A Tensor based Approach using Multilinear SVD for Hand Gesture Recognition from sEMG signals

With the increasing number of sensors/ channels, hand gesture recognition from multiple channels has attracted the attention of the researchers in recent years. The analysis of a variety of gestures is still a challenging task in real-time applications such as in wearable devices because of the large number of channels used. This paper proposes a tensor-based approach using multilinear singular value decomposition (MLSVD) for hand gesture recognition where all available channels were used during training whereas only a single channel was used for recognition of new gestures.

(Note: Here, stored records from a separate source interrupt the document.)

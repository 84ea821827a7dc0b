//! Serving an application over TCP with axum.

use {
    super::Application,
    crate::{HttpConfig, Result},
    axum::body::Body,
    futures::future::{BoxFuture, FutureExt},
    std::{
        convert::Infallible,
        net::SocketAddr,
        task::{Context, Poll},
        time::Duration,
    },
    tokio::{net::TcpListener, signal},
    tokio_util::sync::CancellationToken,
    tower::Service,
    tower_http::trace::TraceLayer,
};

impl Service<http::Request<Body>> for Application {
    type Response = http::Response<Body>;
    type Error = Infallible;
    type Future = BoxFuture<'static, std::result::Result<Self::Response, Infallible>>;

    fn poll_ready(&mut self, _cx: &mut Context<'_>) -> Poll<std::result::Result<(), Infallible>> {
        Poll::Ready(Ok(()))
    }

    fn call(&mut self, req: http::Request<Body>) -> Self::Future {
        let app = self.clone();
        async move { Ok(app.handle(req).await) }.boxed()
    }
}

impl Application {
    /// An axum router answering every request with this application.
    pub fn into_router(self) -> axum::Router {
        axum::Router::new()
            .fallback_service(self)
            .layer(TraceLayer::new_for_http())
    }

    /// Serves on `listener` until `shutdown` is cancelled.
    ///
    /// In-flight requests get `grace` to finish once shutdown starts; the
    /// server is dropped when that expires.
    pub async fn serve(
        self,
        listener: TcpListener,
        shutdown: CancellationToken,
        grace: Duration,
    ) -> Result<()> {
        tracing::info!("Waiting for connections on {}", listener.local_addr()?);

        let service = self
            .into_router()
            .into_make_service_with_connect_info::<SocketAddr>();
        let signal = shutdown.clone();
        let serve_future = axum::serve(listener, service)
            .with_graceful_shutdown(async move { signal.cancelled().await });

        // The grace timeout only starts once shutdown has been requested.
        tokio::select! {
            result = serve_future => {
                tracing::info!("Graceful shutdown completed");
                result?;
            }
            _ = async {
                shutdown.cancelled().await;
                tokio::time::sleep(grace).await;
            } => {
                tracing::warn!("Graceful shutdown timeout expired, forcing shutdown");
            }
        }

        Ok(())
    }

    /// Binds the configured address and serves until Ctrl+C or SIGTERM.
    pub async fn listen(&self, config: &HttpConfig) -> Result<()> {
        config.validate()?;
        let bind_addr = config.full_bind_addr();
        let listener = TcpListener::bind(&bind_addr).await?;
        tracing::info!("Bound to {}", &bind_addr);

        let shutdown = CancellationToken::new();
        let trigger = shutdown.clone();
        let timeout = config.shutdown_timeout;
        tokio::spawn(async move {
            shutdown_signal().await;
            tracing::info!(
                "Shutdown signal received, starting graceful shutdown (timeout: {}s)",
                timeout.as_secs()
            );
            trigger.cancel();
        });

        self.clone().serve(listener, shutdown, timeout).await
    }
}

/// Resolves on Ctrl+C or, on unix, SIGTERM.
async fn shutdown_signal() {
    let ctrl_c = async {
        match signal::ctrl_c().await {
            Ok(()) => tracing::debug!("Ctrl+C signal received"),
            Err(err) => {
                tracing::warn!("Failed to install Ctrl+C handler: {}", err);
                std::future::pending::<()>().await;
            }
        }
    };

    #[cfg(unix)]
    let terminate = async {
        match signal::unix::signal(signal::unix::SignalKind::terminate()) {
            Ok(mut handler) => {
                handler.recv().await;
                tracing::debug!("SIGTERM signal received");
            }
            Err(err) => {
                tracing::warn!("Failed to install SIGTERM handler: {}", err);
                std::future::pending::<()>().await;
            }
        }
    };

    #[cfg(not(unix))]
    let terminate = std::future::pending::<()>();

    tokio::select! {
        _ = ctrl_c => {},
        _ = terminate => {},
    }
}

Tensor decompositions have very limited use in gesture recognition using surface Electromyography (sEMG) despite these signals naturally have multi-way structures. The sEMG data of different subjects were first segmented to reshape it as a fourth-order tensor of the form channels × time × gestures × subjects. The MLSVD was applied to model the tensor and extract features, which were then fed into various classifiers such as support vector machine (SVM), K-nearest neighbors (KNN), TreeBagger (TB), and dictionary learning (DL) classifiers in order to compare their performance. The proposed method was evaluated on three publicly available databases (NinaPro, CapgMyo (DB-a, DB-b and DB-c), CSL-HDEG) by performing intra-session, inter-session and inter-subject evaluations on each database. The experimental results indicated that the proposed method achieved the best accuracy (Acc) using DL, achieving Acc of 77.6% and 89.6% with CapgMyo DB-b and CSL-HDEMG databases, respectively, during inter-session evaluation, and 75.2%, 75.4%, 68.3%, and 67.7% with NinaPro, CapgMyo DB-b, CapgMyo DB-c, and CSL-HDEMG databases, respectively, during inter-subject evaluation. The proposed method performed better during both inter-session and inter-subject evaluations than the state-of-the-art methods.